Saved entries
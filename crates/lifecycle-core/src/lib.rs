//! Whole-life carbon stage calculators
//!
//! - [`end_of_life`]: C1-C4 from demolition method, haul distance and waste fractions
//! - [`module_d`]: recycling, reuse and energy recovery credits
//! - [`whole_life`]: merges A1-A5, B1-B7, C1-C4 and D into one snapshot
//! - [`session`]: persists and publishes each recomputed snapshot

pub mod config;
pub mod end_of_life;
pub mod error;
pub mod events;
pub mod materials;
pub mod module_d;
pub mod session;
pub mod store;
pub mod whole_life;

pub use config::CarbonConfig;
pub use end_of_life::{
    DemolitionMethod, EndOfLifeCalculator, EndOfLifeInputs, EndOfLifeRecord, PercentField,
    WasteFraction,
};
pub use error::{CarbonError, Result};
pub use events::{CallbackSink, NoopSink, RecordingSink, SnapshotEvent, SnapshotSink};
pub use module_d::{
    calculate_module_d, EnergyRecoveryItem, ModuleDInputs, ModuleDRecord, RecyclingItem,
    ReuseItem,
};
pub use session::RecomputeSession;
pub use store::{load_json, save_json, try_load_json, JsonFileStore, KeyValueStore, MemoryStore};
pub use whole_life::{aggregate_whole_life, load_stored_whole_life_totals, WholeLifeInputs};
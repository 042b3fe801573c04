//! TOML configuration for a carbon assessment session
//!
//! Every table is optional; an empty document gives the defaults.
//!
//! ```toml
//! [project]
//! project_type = "commercial"
//! size_sqm = 1000.0
//! ncc_compliance_level = "class5"
//!
//! [end_of_life]
//! default_area_sqm = 1000.0
//! default_transport_km = 50.0
//!
//! [storage]
//! whole_life_key = "wholeLifeCarbonTotals"
//! ```

use std::fs;
use std::path::Path;

use anyhow::Context;
use serde::{Deserialize, Serialize};
use shared_types::BuildingProfile;
use tracing::info;

use crate::end_of_life::{EndOfLifeCalculator, DEFAULT_AREA_SQM, DEFAULT_TRANSPORT_KM};
use crate::error::CarbonError;

pub const END_OF_LIFE_KEY: &str = "endOfLifeCalculatorData";
pub const MODULE_D_KEY: &str = "moduleDCalculatorData";
pub const WHOLE_LIFE_KEY: &str = "wholeLifeCarbonTotals";

#[derive(Debug, Clone, Default, PartialEq, Serialize, Deserialize)]
pub struct CarbonConfig {
    /// Building metadata handed to the compliance engine
    #[serde(default)]
    pub project: BuildingProfile,
    #[serde(default)]
    pub end_of_life: EndOfLifeDefaults,
    #[serde(default)]
    pub storage: StorageKeys,
}

impl CarbonConfig {
    /// Load configuration from a TOML file
    ///
    /// # Errors
    ///
    /// Returns an error if the file cannot be read, the TOML is malformed or
    /// the values fail validation
    pub fn from_file<P: AsRef<Path>>(path: P) -> anyhow::Result<Self> {
        let path = path.as_ref();
        let content = fs::read_to_string(path)
            .with_context(|| format!("Failed to read config file: {}", path.display()))?;
        let config = Self::from_str(&content)
            .with_context(|| format!("Invalid config file: {}", path.display()))?;
        info!(
            path = %path.display(),
            project_type = %config.project.project_type,
            "Loaded carbon configuration"
        );
        Ok(config)
    }

    /// Parse configuration from a TOML string
    #[allow(clippy::should_implement_trait)]
    pub fn from_str(s: &str) -> anyhow::Result<Self> {
        let config: Self = toml::from_str(s).context("Failed to parse TOML configuration")?;
        config.validate()?;
        Ok(config)
    }

    pub fn validate(&self) -> Result<(), CarbonError> {
        self.storage.validate()?;
        for (name, value) in [
            ("end_of_life.default_area_sqm", self.end_of_life.default_area_sqm),
            ("end_of_life.default_transport_km", self.end_of_life.default_transport_km),
        ] {
            if !(value.is_finite() && value > 0.0) {
                return Err(CarbonError::Config(format!(
                    "{} must be positive (found: {})",
                    name, value
                )));
            }
        }
        Ok(())
    }
}

/// Fallbacks used by the end-of-life calculator
#[derive(Debug, Clone, Copy, PartialEq, Serialize, Deserialize)]
#[serde(default)]
pub struct EndOfLifeDefaults {
    pub default_area_sqm: f64,
    pub default_transport_km: f64,
}

impl Default for EndOfLifeDefaults {
    fn default() -> Self {
        Self {
            default_area_sqm: DEFAULT_AREA_SQM,
            default_transport_km: DEFAULT_TRANSPORT_KM,
        }
    }
}

impl EndOfLifeDefaults {
    pub fn calculator(&self) -> EndOfLifeCalculator {
        EndOfLifeCalculator::with_defaults(self.default_area_sqm, self.default_transport_km)
    }
}

/// Store keys, one per persisted component
#[derive(Debug, Clone, PartialEq, Eq, Serialize, Deserialize)]
#[serde(default)]
pub struct StorageKeys {
    pub end_of_life_key: String,
    pub module_d_key: String,
    pub whole_life_key: String,
}

impl Default for StorageKeys {
    fn default() -> Self {
        Self {
            end_of_life_key: END_OF_LIFE_KEY.to_string(),
            module_d_key: MODULE_D_KEY.to_string(),
            whole_life_key: WHOLE_LIFE_KEY.to_string(),
        }
    }
}

impl StorageKeys {
    pub fn validate(&self) -> Result<(), CarbonError> {
        let keys = [&self.end_of_life_key, &self.module_d_key, &self.whole_life_key];
        if keys.iter().any(|k| k.trim().is_empty()) {
            return Err(CarbonError::Config("storage keys must not be empty".to_string()));
        }
        if keys[0] == keys[1] || keys[0] == keys[2] || keys[1] == keys[2] {
            return Err(CarbonError::Config("storage keys must be distinct".to_string()));
        }
        Ok(())
    }
}
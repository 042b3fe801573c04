pub mod building;
pub mod compliance;
pub mod types;

pub use building::{BuildingClass, BuildingProfile, ParseError, ProjectType, DEFAULT_SIZE_SQM};
pub use compliance::{
    met_count, ClimateActiveResult, ComplianceRequirement, ComplianceResult, ComplianceStatus,
    En15978Result, En15978Stages, GbcaResult, IsRatingLevel, IsRatingResult, NabersResult,
    NccResult, StageCheck,
};
pub use types::{
    EmissionTotals, EndOfLifeEmissions, ModuleDEmissions, UpfrontEmissions, UsePhaseEmissions,
    WholeLifeCarbonTotals,
};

WORK ITEM —
Go through the entries above and pull out each line with "CarbonError" in it.

TASK SOLUTION —
pub use error::{CarbonError, Result};
use crate::error::CarbonError;
    pub fn validate(&self) -> Result<(), CarbonError> {
                return Err(CarbonError::Config(format!(
    pub fn validate(&self) -> Result<(), CarbonError> {
            return Err(CarbonError::Config("storage keys must not be empty".to_string()));
            return Err(CarbonError::Config("storage keys must be distinct".to_string()));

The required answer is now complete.